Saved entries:
--- START ---
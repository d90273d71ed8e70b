//! End-to-end tests of the keystroke feature pipeline

use ndarray::Array2;
use proptest::prelude::*;
use std::sync::Arc;
use typestate::collector::{parse_sessions, KeystrokeEvent, UNRESOLVED_CHAR};
use typestate::core::{
    derive_features, latest_records, EventNormalizer, SessionContext, FLIGHT_TIME_CEILING_MS,
};
use typestate::{
    FeatureLayout, LinearWindowClassifier, ModelArtifacts, ScalerParameters, StressAnalyzer,
    StressStatus, TrainingTable, WINDOW_SIZE,
};

const KEYS: [(&str, &str); 5] = [
    ("KeyA", "a"),
    ("KeyS", "s"),
    ("Space", " "),
    ("Backspace", "Backspace"),
    ("KeyD", "d"),
];

/// Events with strictly increasing timestamps, so any shuffle has one sorted order.
fn distinct_time_events() -> impl Strategy<Value = Vec<KeystrokeEvent>> {
    prop::collection::vec((1i64..3000, 0usize..KEYS.len(), any::<bool>()), 0..80).prop_map(|steps| {
        let mut t = 1_700_000_000_000i64;
        steps
            .into_iter()
            .map(|(gap, k, is_down)| {
                t += gap;
                let (key, ch) = KEYS[k];
                if is_down {
                    KeystrokeEvent::down(t, key, ch)
                } else {
                    KeystrokeEvent::up(t, key)
                }
            })
            .collect()
    })
}

/// Arbitrary timestamps, including duplicates and negatives.
fn any_time_events() -> impl Strategy<Value = Vec<KeystrokeEvent>> {
    prop::collection::vec((-10_000i64..100_000, 0usize..KEYS.len(), any::<bool>()), 0..80).prop_map(|raw| {
        raw.into_iter()
            .map(|(t, k, is_down)| {
                let (key, ch) = KEYS[k];
                if is_down {
                    KeystrokeEvent::down(t, key, ch)
                } else {
                    KeystrokeEvent::up(t, key)
                }
            })
            .collect()
    })
}

fn ctx() -> SessionContext {
    SessionContext {
        session_id: "S1".to_string(),
        label: 1,
        client_class: typestate::collector::ClientClass::Desktop,
    }
}

proptest! {
    #[test]
    fn derived_features_ignore_input_order(
        (events, shuffled) in distinct_time_events()
            .prop_flat_map(|ev| (Just(ev.clone()), Just(ev).prop_shuffle()))
    ) {
        prop_assert_eq!(derive_features(&events, &ctx()), derive_features(&shuffled, &ctx()));
    }

    #[test]
    fn flight_times_stay_in_range(events in any_time_events()) {
        for record in derive_features(&events, &ctx()) {
            prop_assert!(record.flight_time >= 0);
            prop_assert!(record.flight_time <= FLIGHT_TIME_CEILING_MS);
            prop_assert!(record.flight_time_var >= 0.0);
        }
    }

    #[test]
    fn one_record_per_accepted_press(events in any_time_events()) {
        let presses = events.iter().filter(|e| e.is_down()).count();
        let records = derive_features(&events, &ctx());
        prop_assert_eq!(records.len(), presses);
        for (idx, record) in records.iter().enumerate() {
            prop_assert_eq!(record.sequence_idx, idx);
        }
    }
}

#[test]
fn test_worked_example() {
    // Flights come out as [0, 100, 50, 2000, 50]
    let events = vec![
        KeystrokeEvent::down(3050, "KeyE", "e"),
        KeystrokeEvent::down(0, "KeyA", "a"),
        KeystrokeEvent::up(60, "KeyA"),
        KeystrokeEvent::down(150, "Backspace", "Backspace"),
        KeystrokeEvent::down(100, "KeyB", "b"),
        KeystrokeEvent::down(3000, "KeyD", "d"),
    ];
    let records = derive_features(&events, &ctx());

    let flights: Vec<i64> = records.iter().map(|r| r.flight_time).collect();
    assert_eq!(flights, vec![0, 100, 50, 2000, 50]);

    let digraphs: Vec<&str> = records.iter().map(|r| r.digraph.as_str()).collect();
    assert_eq!(digraphs, vec!["START", "a-b", "b-Backspace", "Backspace-d", "d-e"]);

    let errors: Vec<u8> = records.iter().map(|r| r.is_error).collect();
    assert_eq!(errors, vec![0, 0, 1, 0, 0]);

    assert_eq!(records[0].dwell_time, Some(60));
    assert!(records[..4].iter().all(|r| r.flight_time_var == 0.0));
    assert!((records[4].flight_time_var - 761_750.0).abs() < 1e-3);
}

#[test]
fn test_unresolved_presses_are_invisible() {
    let clean = vec![
        KeystrokeEvent::down(0, "KeyA", "a"),
        KeystrokeEvent::down(180, "KeyS", "s"),
    ];
    let mut noisy = clean.clone();
    noisy.push(KeystrokeEvent::down(90, "Unidentified", UNRESOLVED_CHAR));
    noisy.push(KeystrokeEvent::up(120, "Unidentified"));

    assert_eq!(derive_features(&clean, &ctx()), derive_features(&noisy, &ctx()));
}

#[test]
fn test_extreme_timestamps_do_not_overflow() {
    let events = vec![
        KeystrokeEvent::down(i64::MIN, "KeyA", "a"),
        KeystrokeEvent::up(i64::MAX, "KeyA"),
        KeystrokeEvent::down(i64::MAX, "KeyB", "b"),
    ];
    let records = derive_features(&events, &SessionContext::live());
    let flights: Vec<i64> = records.iter().map(|r| r.flight_time).collect();
    assert_eq!(flights, vec![0, FLIGHT_TIME_CEILING_MS]);
    assert_eq!(records[0].dwell_time, Some(i64::MAX));
}

#[test]
fn test_out_of_range_raw_times_discarded() {
    let raw = vec![
        serde_json::json!({"type": "down", "key": "KeyA", "char": "a", "time": -1e30}),
        serde_json::json!({"type": "down", "key": "KeyB", "char": "b", "time": 1e30}),
        serde_json::json!({"type": "down", "key": "KeyC", "char": "c", "time": 100}),
        serde_json::json!({"type": "down", "key": "KeyD", "char": "d", "time": 250}),
    ];
    let normalized = EventNormalizer::normalize_raw(&raw);
    assert_eq!(normalized.discarded, 2);

    let records = derive_features(&normalized.events, &SessionContext::live());
    let flights: Vec<i64> = records.iter().map(|r| r.flight_time).collect();
    assert_eq!(flights, vec![0, 150]);
    assert_eq!(records[0].digraph, "START");
}

#[test]
fn test_sessions_file_to_table() {
    let json = r#"[
        {
            "sessionId": "S-relaxed",
            "mode": "relaxed",
            "userAgent": "Mozilla/5.0 (iPhone; CPU iPhone OS 17_0)",
            "keystrokes": [
                {"type": "down", "key": "KeyH", "char": "h", "time": 10},
                {"type": "up", "key": "KeyH", "time": 90},
                {"type": "down", "key": "KeyI", "char": "i", "time": 200},
                {"type": "down", "char": "x"}
            ]
        },
        {
            "sessionId": "S-stressed",
            "mode": "stressed",
            "keystrokes": [
                {"type": "down", "key": "KeyO", "char": "o", "time": 5},
                {"type": "down", "key": "Backspace", "char": "Backspace", "time": 65}
            ]
        },
        "not a session"
    ]"#;

    let loaded = parse_sessions(json).unwrap();
    assert_eq!(loaded.len(), 2);
    assert_eq!(loaded[0].discarded, 1);

    let sessions: Vec<_> = loaded.into_iter().map(|l| l.session).collect();
    let table = TrainingTable::build(&sessions);
    let summary = table.summary();
    assert_eq!(summary.records, 4);
    assert_eq!(summary.relaxed, 2);
    assert_eq!(summary.stressed, 2);

    let first = &table.records[0];
    assert_eq!(first.client_class.as_str(), "mobile");
    assert_eq!(first.dwell_time, Some(80));
    let last = &table.records[3];
    assert_eq!(last.label, 1);
    assert_eq!(last.is_error, 1);
    assert_eq!(last.flight_time, 60);
}

fn typing_history(presses: usize, start: i64) -> Vec<KeystrokeEvent> {
    let rhythm = [110i64, 240, 95, 400, 160, 130, 75];
    let mut t = start;
    let mut events = Vec::new();
    for i in 0..presses {
        let (key, ch) = KEYS[i % KEYS.len()];
        events.push(KeystrokeEvent::down(t, key, ch));
        events.push(KeystrokeEvent::up(t + 60, key));
        t += rhythm[i % rhythm.len()];
    }
    events
}

fn varied_analyzer() -> StressAnalyzer {
    let layout = FeatureLayout::canonical();
    let scaler = ScalerParameters::new(layout.scaled_names(), vec![180.0, 9000.0], vec![90.0, 7000.0]).unwrap();
    let weights = Array2::from_shape_fn((WINDOW_SIZE, layout.len()), |(row, col)| {
        ((row * 7 + col * 3) % 11) as f64 / 50.0 - 0.1
    });
    let classifier = LinearWindowClassifier::new(layout.names(), weights, -0.2).unwrap();
    StressAnalyzer::new(ModelArtifacts::new(scaler, Arc::new(classifier))).unwrap()
}

#[test]
fn test_collecting_until_window_full() {
    let analyzer = varied_analyzer();

    let short = analyzer.analyze(&typing_history(WINDOW_SIZE - 1, 0)).unwrap();
    assert_eq!(short.status, StressStatus::CollectingData);
    assert_eq!(short.score, 0.0);

    let full = analyzer.analyze(&typing_history(WINDOW_SIZE, 0)).unwrap();
    assert_ne!(full.status, StressStatus::CollectingData);
    assert!((0.0..=1.0).contains(&full.score));
}

#[test]
fn test_only_recent_window_matters() {
    let analyzer = varied_analyzer();
    let history = typing_history(WINDOW_SIZE + 5, 50_000);

    let mut with_noise = typing_history(12, 0);
    with_noise.extend(history.iter().cloned());

    let layout = FeatureLayout::canonical();
    let vectors = |events: &[KeystrokeEvent]| -> Vec<Vec<f64>> {
        let records = StressAnalyzer::live_features(events);
        latest_records(&records, WINDOW_SIZE)
            .unwrap()
            .iter()
            .map(|r| layout.raw_vector(r))
            .collect()
    };
    assert_eq!(vectors(&history), vectors(&with_noise));

    let plain = analyzer.analyze(&history).unwrap();
    let noisy = analyzer.analyze(&with_noise).unwrap();
    assert_eq!(plain, noisy);
}

#[test]
fn test_analysis_is_repeatable() {
    let analyzer = varied_analyzer();
    let history = typing_history(40, 0);
    let first = analyzer.analyze(&history).unwrap();
    for _ in 0..3 {
        assert_eq!(analyzer.analyze(&history).unwrap(), first);
    }
}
--- END ---
__Your objective__: Beginning with the line that contains "let vectors = |events: &[KeystrokeEvent]|", write out every line through the end of the entries above, exactly.

__Your response__:
    let vectors = |events: &[KeystrokeEvent]| -> Vec<Vec<f64>> {
        let records = StressAnalyzer::live_features(events);
        latest_records(&records, WINDOW_SIZE)
            .unwrap()
            .iter()
            .map(|r| layout.raw_vector(r))
            .collect()
    };
    assert_eq!(vectors(&history), vectors(&with_noise));

    let plain = analyzer.analyze(&history).unwrap();
    let noisy = analyzer.analyze(&with_noise).unwrap();
    assert_eq!(plain, noisy);
}

#[test]
fn test_analysis_is_repeatable() {
    let analyzer = varied_analyzer();
    let history = typing_history(40, 0);
    let first = analyzer.analyze(&history).unwrap();
    for _ in 0..3 {
        assert_eq!(analyzer.analyze(&history).unwrap(), first);
    }
}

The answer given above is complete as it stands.